Instructions to follow:
Counting the line with "boundaries filtered out." as the last one, copy out the lines of the data exactly from the first onward.

Provided data:
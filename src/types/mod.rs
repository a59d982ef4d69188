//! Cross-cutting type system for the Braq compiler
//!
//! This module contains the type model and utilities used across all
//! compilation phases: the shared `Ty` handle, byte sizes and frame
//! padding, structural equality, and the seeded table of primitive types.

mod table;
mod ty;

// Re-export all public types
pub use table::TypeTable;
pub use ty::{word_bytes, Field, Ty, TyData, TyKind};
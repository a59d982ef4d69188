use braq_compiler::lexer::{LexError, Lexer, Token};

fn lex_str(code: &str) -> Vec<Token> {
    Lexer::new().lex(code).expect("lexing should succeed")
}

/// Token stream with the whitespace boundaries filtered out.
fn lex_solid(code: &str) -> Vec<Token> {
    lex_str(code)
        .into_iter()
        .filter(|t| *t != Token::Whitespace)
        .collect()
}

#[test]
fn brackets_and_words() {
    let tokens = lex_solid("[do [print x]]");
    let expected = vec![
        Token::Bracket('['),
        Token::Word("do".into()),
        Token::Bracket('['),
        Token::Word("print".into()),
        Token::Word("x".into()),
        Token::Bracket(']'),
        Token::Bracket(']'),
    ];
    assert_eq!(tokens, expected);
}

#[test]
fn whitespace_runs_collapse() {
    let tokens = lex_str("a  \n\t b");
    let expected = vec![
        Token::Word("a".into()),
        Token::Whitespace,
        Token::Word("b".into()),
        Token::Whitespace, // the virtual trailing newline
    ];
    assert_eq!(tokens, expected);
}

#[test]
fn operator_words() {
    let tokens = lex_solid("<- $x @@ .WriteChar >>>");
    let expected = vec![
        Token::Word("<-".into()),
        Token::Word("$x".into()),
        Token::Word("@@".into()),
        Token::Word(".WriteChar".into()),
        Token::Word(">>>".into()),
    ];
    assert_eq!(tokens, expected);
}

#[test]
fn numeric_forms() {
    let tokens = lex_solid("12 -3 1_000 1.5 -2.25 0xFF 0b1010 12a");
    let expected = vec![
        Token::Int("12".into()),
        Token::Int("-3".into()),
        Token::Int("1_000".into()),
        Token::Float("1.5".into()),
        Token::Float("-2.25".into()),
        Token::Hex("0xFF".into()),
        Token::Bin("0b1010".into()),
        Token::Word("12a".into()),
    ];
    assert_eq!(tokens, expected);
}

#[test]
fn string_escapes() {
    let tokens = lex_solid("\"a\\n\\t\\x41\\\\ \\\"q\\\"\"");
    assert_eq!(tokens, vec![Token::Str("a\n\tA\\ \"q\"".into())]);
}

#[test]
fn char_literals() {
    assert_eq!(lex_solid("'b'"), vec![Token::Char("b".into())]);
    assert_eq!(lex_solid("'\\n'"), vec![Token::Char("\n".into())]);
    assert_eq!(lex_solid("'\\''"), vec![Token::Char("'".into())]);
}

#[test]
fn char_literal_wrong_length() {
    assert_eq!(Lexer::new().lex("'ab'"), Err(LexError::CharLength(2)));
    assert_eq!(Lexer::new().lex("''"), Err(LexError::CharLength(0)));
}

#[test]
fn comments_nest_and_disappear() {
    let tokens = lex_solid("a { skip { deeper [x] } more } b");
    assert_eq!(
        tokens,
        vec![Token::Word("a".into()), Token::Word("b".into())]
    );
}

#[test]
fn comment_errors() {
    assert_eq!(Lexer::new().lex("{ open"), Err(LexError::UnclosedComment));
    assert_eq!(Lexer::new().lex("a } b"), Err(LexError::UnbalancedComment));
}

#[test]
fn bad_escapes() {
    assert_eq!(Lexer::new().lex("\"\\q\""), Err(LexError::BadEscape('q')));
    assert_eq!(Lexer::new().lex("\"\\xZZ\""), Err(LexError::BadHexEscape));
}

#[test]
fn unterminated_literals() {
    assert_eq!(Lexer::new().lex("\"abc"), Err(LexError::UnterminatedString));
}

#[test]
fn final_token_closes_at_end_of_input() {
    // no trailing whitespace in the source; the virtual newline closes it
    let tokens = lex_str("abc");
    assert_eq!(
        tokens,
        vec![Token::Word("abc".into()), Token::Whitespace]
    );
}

Answer area:
filename src/types/mod.rs
repository a59d982ef4d69188
//! Cross-cutting type system for the Braq compiler
//!
//! This module contains the type model and utilities used across all
//! compilation phases: the shared `Ty` handle, byte sizes and frame
//! padding, structural equality, and the seeded table of primitive types.

mod table;
mod ty;

// Re-export all public types
pub use table::TypeTable;
pub use ty::{word_bytes, Field, Ty, TyData, TyKind};
repository a59d982ef4d69188
use braq_compiler::lexer::{LexError, Lexer, Token};

fn lex_str(code: &str) -> Vec<Token> {
    Lexer::new().lex(code).expect("lexing should succeed")
}

/// Token stream with the whitespace boundaries filtered out.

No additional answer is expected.